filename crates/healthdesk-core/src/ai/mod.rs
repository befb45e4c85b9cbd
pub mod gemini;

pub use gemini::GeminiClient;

> _What you need to do_: Please copy the material exactly, line for line.

> _Solution to this problem_:
filename crates/healthdesk-core/src/ai/mod.rs
repository befb45e4c85b9cbd
pub mod gemini;

pub use gemini::GeminiClient;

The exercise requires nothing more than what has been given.